Entries supplied:
========

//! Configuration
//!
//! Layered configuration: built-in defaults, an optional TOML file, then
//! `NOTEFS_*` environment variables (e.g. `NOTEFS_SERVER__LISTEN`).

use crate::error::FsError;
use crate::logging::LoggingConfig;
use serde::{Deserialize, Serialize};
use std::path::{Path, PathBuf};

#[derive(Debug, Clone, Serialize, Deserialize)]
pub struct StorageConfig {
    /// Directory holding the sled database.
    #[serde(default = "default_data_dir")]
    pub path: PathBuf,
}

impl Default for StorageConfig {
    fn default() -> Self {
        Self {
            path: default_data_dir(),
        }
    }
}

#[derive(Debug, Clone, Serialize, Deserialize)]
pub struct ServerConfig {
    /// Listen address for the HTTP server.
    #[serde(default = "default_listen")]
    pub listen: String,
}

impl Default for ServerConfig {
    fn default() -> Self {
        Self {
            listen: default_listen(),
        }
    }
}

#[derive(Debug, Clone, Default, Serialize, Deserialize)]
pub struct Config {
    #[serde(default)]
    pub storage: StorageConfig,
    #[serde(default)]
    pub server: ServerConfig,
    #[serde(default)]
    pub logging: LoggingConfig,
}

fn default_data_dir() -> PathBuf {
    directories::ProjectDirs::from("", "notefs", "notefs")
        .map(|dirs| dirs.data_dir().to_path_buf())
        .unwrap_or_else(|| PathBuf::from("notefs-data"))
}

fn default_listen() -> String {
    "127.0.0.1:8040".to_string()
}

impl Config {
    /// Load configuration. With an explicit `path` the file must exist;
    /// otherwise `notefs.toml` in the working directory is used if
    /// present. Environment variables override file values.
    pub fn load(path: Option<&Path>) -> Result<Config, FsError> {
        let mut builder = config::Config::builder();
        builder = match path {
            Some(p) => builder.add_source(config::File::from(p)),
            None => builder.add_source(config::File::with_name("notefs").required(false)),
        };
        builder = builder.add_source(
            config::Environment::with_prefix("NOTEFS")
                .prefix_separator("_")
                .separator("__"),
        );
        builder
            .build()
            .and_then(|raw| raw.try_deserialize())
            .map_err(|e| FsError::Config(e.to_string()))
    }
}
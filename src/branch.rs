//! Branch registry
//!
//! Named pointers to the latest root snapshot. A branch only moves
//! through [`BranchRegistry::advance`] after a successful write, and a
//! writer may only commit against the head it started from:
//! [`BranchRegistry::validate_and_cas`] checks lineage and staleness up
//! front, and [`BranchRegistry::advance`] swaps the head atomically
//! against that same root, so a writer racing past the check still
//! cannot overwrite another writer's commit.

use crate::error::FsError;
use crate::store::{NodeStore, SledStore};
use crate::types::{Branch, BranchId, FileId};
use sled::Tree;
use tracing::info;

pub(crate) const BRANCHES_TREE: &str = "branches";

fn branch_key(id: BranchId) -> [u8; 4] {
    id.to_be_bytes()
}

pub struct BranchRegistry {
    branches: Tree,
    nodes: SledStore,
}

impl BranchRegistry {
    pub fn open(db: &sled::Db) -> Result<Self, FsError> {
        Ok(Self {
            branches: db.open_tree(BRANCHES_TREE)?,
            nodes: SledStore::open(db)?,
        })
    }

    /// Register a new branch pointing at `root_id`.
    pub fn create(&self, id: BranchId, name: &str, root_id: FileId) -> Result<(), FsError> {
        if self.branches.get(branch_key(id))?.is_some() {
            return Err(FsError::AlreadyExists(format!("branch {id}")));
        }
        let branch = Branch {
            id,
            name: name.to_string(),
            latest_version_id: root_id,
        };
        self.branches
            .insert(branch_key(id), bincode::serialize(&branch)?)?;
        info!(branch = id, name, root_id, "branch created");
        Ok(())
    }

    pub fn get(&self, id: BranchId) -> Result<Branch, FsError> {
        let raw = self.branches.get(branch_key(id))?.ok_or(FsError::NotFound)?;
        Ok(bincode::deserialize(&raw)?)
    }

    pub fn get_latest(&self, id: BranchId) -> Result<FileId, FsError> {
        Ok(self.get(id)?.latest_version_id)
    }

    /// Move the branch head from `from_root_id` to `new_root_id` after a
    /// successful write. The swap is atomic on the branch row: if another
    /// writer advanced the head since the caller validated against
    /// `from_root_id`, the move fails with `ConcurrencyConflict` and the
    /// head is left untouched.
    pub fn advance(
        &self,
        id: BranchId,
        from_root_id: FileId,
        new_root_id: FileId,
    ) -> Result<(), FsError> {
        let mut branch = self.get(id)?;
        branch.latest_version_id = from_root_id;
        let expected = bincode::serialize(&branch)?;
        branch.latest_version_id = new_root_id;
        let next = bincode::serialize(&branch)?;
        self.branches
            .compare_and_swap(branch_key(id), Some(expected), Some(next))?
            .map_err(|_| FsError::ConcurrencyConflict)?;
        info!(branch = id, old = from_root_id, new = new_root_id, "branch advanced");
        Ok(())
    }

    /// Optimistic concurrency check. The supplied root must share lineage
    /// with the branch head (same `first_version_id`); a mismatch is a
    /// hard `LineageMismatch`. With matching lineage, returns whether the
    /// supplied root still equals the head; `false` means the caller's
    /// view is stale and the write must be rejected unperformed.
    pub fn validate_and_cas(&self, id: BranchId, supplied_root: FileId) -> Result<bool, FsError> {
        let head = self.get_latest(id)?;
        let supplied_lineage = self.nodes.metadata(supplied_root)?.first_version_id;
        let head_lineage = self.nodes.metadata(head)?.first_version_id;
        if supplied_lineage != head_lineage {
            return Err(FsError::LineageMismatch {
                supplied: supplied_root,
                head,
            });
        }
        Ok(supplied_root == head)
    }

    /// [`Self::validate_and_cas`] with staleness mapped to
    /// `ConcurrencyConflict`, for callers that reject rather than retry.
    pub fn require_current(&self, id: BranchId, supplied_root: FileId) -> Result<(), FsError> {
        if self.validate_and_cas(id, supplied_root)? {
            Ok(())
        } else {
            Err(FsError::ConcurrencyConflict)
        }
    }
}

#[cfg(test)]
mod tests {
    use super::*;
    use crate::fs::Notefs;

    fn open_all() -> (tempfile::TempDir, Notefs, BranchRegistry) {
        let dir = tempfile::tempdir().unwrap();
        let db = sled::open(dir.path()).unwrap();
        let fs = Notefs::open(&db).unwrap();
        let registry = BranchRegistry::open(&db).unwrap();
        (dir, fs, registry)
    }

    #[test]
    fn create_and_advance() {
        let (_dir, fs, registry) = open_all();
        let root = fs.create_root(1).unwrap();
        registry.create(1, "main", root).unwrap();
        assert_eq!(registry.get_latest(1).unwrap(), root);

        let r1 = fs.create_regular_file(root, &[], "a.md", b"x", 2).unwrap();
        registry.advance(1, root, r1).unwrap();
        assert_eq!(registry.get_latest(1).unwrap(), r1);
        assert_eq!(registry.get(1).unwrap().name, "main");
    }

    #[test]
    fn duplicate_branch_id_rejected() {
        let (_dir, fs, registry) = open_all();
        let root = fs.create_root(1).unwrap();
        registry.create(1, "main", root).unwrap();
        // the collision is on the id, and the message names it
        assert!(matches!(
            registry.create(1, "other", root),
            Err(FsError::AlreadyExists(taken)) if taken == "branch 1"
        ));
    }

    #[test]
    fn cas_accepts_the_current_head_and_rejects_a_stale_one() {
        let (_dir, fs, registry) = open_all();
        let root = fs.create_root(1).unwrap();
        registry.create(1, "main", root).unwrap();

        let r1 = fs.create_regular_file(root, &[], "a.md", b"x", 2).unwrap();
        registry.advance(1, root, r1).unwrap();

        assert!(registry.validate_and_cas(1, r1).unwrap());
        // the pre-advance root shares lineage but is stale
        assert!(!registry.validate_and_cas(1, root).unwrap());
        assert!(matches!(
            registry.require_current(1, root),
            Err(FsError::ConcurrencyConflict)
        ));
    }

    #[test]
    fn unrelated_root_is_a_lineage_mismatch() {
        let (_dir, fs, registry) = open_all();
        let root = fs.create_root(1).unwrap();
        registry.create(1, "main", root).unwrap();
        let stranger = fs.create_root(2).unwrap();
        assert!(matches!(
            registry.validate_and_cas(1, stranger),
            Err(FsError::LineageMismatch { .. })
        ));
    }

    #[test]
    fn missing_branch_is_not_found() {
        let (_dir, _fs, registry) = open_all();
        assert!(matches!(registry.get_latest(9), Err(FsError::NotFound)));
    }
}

========

What needs to be done: Find how many of the lines above have the word "SledStore" in them. State only that number.

Result of this task: 3